Microsoft Windows 2012 Server Domain Name System STIG:
(in versions v2 r5 through v2 r1)
The Windows 2012 DNS Server must be configured to record, and make available to authorized personnel, who added/modified/deleted DNS zone information. (Cat II impact)
Without a means for identifying the individual that produced the information, the information cannot be relied upon. Identifying the validity of information may be delayed or deterred. This requirement ensures organizational personnel have a means to identify who produced or changed specific information in transfers, zone information, or DNS configuration changes.

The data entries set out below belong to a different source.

//! A-Mi command-line interface
//!
//! This is the entry point for the A-Mi toolchain: `ami run` interprets a
//! program, `ami opt` applies an ordered list of analysis and optimisation
//! passes and writes the transformed program back out.

use anyhow::{Context, Result};
use clap::{Parser, Subcommand};
use std::path::PathBuf;
use std::process::ExitCode;

mod commands;
mod exit;

/// A-Mi middle-end driver
#[derive(Parser)]
#[command(name = "ami")]
#[command(about = "Interpreter and optimiser for A-Mi programs")]
#[command(version = env!("CARGO_PKG_VERSION"))]
struct Cli {
    #[command(subcommand)]
    command: Commands,

    /// Enable verbose output
    #[arg(short, long, global = true)]
    verbose: bool,

    /// Suppress output
    #[arg(short, long, global = true)]
    quiet: bool,
}

#[derive(Subcommand)]
enum Commands {
    /// Execute a program with the reference interpreter
    Run {
        /// Source file; standard input if omitted
        file: Option<PathBuf>,

        /// Values fed to successive `read`s (prompts interactively if
        /// exhausted)
        #[arg(short, long, value_delimiter = ',')]
        input: Vec<i128>,

        /// Register width in bits (0 for unbounded)
        #[arg(long, default_value_t = 128)]
        bits: u32,

        /// Entrypoint label (defaults to the first block)
        #[arg(short, long)]
        entrypoint: Option<String>,

        /// Reject unlabelled basic blocks
        #[arg(short = 'A', long)]
        ban_anonymous_blocks: bool,
    },

    /// Apply passes to a program and print the result
    Opt {
        /// Source file; standard input if omitted
        file: Option<PathBuf>,

        /// Destination file; standard output if omitted
        #[arg(short, long)]
        output: Option<PathBuf>,

        /// Append a pass to run (order-sensitive, repeatable), e.g.
        /// "ssa", "gvn-rpo(expr)", "vdcm(gvn=scc)", "reg-realloc(4)"
        #[arg(short = 'p', long = "add-pass")]
        passes: Vec<String>,

        /// List all available passes and exit
        #[arg(short, long)]
        list_passes: bool,

        /// Do not write metadata comments to the output
        #[arg(short = 'M', long)]
        omit_metadata: bool,

        /// Left margin and code field widths as "L;W"; use '*' for
        /// automatic sizing
        #[arg(short, long)]
        frame: Option<String>,

        /// Entrypoint label (defaults to the first block)
        #[arg(short, long)]
        entrypoint: Option<String>,

        /// Reject unlabelled basic blocks
        #[arg(short = 'A', long)]
        ban_anonymous_blocks: bool,
    },
}

fn main() -> ExitCode {
    let cli = Cli::parse();

    let log_level = if cli.verbose {
        log::LevelFilter::Debug
    } else if cli.quiet {
        log::LevelFilter::Error
    } else {
        log::LevelFilter::Info
    };

    env_logger::Builder::from_default_env()
        .filter_level(log_level)
        .format_timestamp(None)
        .format_module_path(false)
        .format_target(false)
        .init();

    let outcome: Result<ExitCode> = match cli.command {
        Commands::Run { file, input, bits, entrypoint, ban_anonymous_blocks } => {
            commands::run::execute(file, input, bits, entrypoint, ban_anonymous_blocks)
        }
        Commands::Opt {
            file,
            output,
            passes,
            list_passes,
            omit_metadata,
            frame,
            entrypoint,
            ban_anonymous_blocks,
        } => commands::opt::execute(commands::opt::Options {
            file,
            output,
            passes,
            list_passes,
            omit_metadata,
            frame,
            entrypoint,
            ban_anonymous_blocks,
        }),
    };

    match outcome {
        Ok(code) => code,
        Err(error) => {
            eprintln!("error: {:#}", error);
            ExitCode::from(exit::ARGUMENT_ERROR)
        }
    }
}

fn read_source(file: &Option<PathBuf>) -> Result<String> {
    match file {
        Some(path) => std::fs::read_to_string(path)
            .with_context(|| format!("cannot read {}", path.display())),
        None => {
            use std::io::Read;
            let mut source = String::new();
            std::io::stdin()
                .read_to_string(&mut source)
                .context("cannot read standard input")?;
            Ok(source)
        }
    }
}
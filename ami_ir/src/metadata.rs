//! Metadata store for CFG, block and instruction annotations
//!
//! Every scope carries an ordered `key -> list<string>` map. Passes write
//! their results here (namespaced by pass ID) so the writer can persist
//! them as metadata comments, and typed accessors in the optimiser read
//! them back without re-parsing.

use serde::{Deserialize, Serialize};
use std::collections::BTreeMap;

/// Ordered `key -> list<string>` annotation map.
#[derive(Debug, Clone, Default, PartialEq, Eq, Serialize, Deserialize)]
pub struct Metadata {
    entries: BTreeMap<String, Vec<String>>,
}

impl Metadata {
    pub fn new() -> Self {
        Self::default()
    }

    pub fn get(&self, key: &str) -> Option<&[String]> {
        self.entries.get(key).map(|v| v.as_slice())
    }

    /// Replace the value list for a key.
    pub fn set<I, S>(&mut self, key: impl Into<String>, values: I)
    where
        I: IntoIterator<Item = S>,
        S: Into<String>,
    {
        self.entries
            .insert(key.into(), values.into_iter().map(Into::into).collect());
    }

    /// Extend the value list for a key, creating it if absent.
    pub fn append<I, S>(&mut self, key: impl Into<String>, values: I)
    where
        I: IntoIterator<Item = S>,
        S: Into<String>,
    {
        self.entries
            .entry(key.into())
            .or_default()
            .extend(values.into_iter().map(Into::into));
    }

    pub fn remove(&mut self, key: &str) -> Option<Vec<String>> {
        self.entries.remove(key)
    }

    /// Drop every key beginning with `prefix` (used when a pass clears the
    /// annotations it owns).
    pub fn remove_prefixed(&mut self, prefix: &str) {
        self.entries.retain(|k, _| !k.starts_with(prefix));
    }

    pub fn contains_key(&self, key: &str) -> bool {
        self.entries.contains_key(key)
    }

    pub fn is_empty(&self) -> bool {
        self.entries.is_empty()
    }

    pub fn iter(&self) -> impl Iterator<Item = (&str, &[String])> {
        self.entries.iter().map(|(k, v)| (k.as_str(), v.as_slice()))
    }
}

#[cfg(test)]
mod tests {
    use super::*;

    #[test]
    fn test_set_and_append() {
        let mut meta = Metadata::new();
        meta.set("live/in", ["%a", "%b"]);
        meta.append("live/in", ["%c"]);
        assert_eq!(meta.get("live/in").unwrap(), &["%a", "%b", "%c"]);

        meta.set("live/in", ["%d"]);
        assert_eq!(meta.get("live/in").unwrap(), &["%d"]);
    }

    #[test]
    fn test_remove_prefixed() {
        let mut meta = Metadata::new();
        meta.set("domtree/idom", ["@A"]);
        meta.set("domtree/children", ["@B"]);
        meta.set("live/in", ["%a"]);
        meta.remove_prefixed("domtree/");
        assert!(meta.get("domtree/idom").is_none());
        assert!(meta.get("live/in").is_some());
    }
}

Log on to the DNS server using the Domain Admin or Enterprise Admin account or Local Administrator account. Press Windows Key + R, execute dnsmgmt.msc. Right-click the DNS server, select “Properties”. Click on the “Event Logging” tab. By default, all events are logged. Verify "Errors and warnings" or "All events" is selected. If any option other than "Errors and warnings" or "All events" is selected, this is a finding.
Log on to the DNS server using the Domain Admin or Enterprise Admin account or Local Administrator account. If not automatically started, initialize the “Server Manager” window by clicking its icon from the bottom left corner of the screen. On the opened “Server Manager” window, from the left pane, click to select “DNS”. From the right pane, under the “SERVERS” section, right-click the DNS server. From the displayed context menu, click the “DNS Manager” option. Click on the “Event Logging” tab. Select the "Errors and warnings" or "All events" option. Click on “Apply”. Click on “OK”.
Rule ID: SV-215648r561297_rule
Vulnerability ID: V-215648
Group Title: SRG-APP-000348-DNS-000042
The organization implements the security configuration settings.
The information system provides the means for authorized individuals to determine the identity of the producer of the information.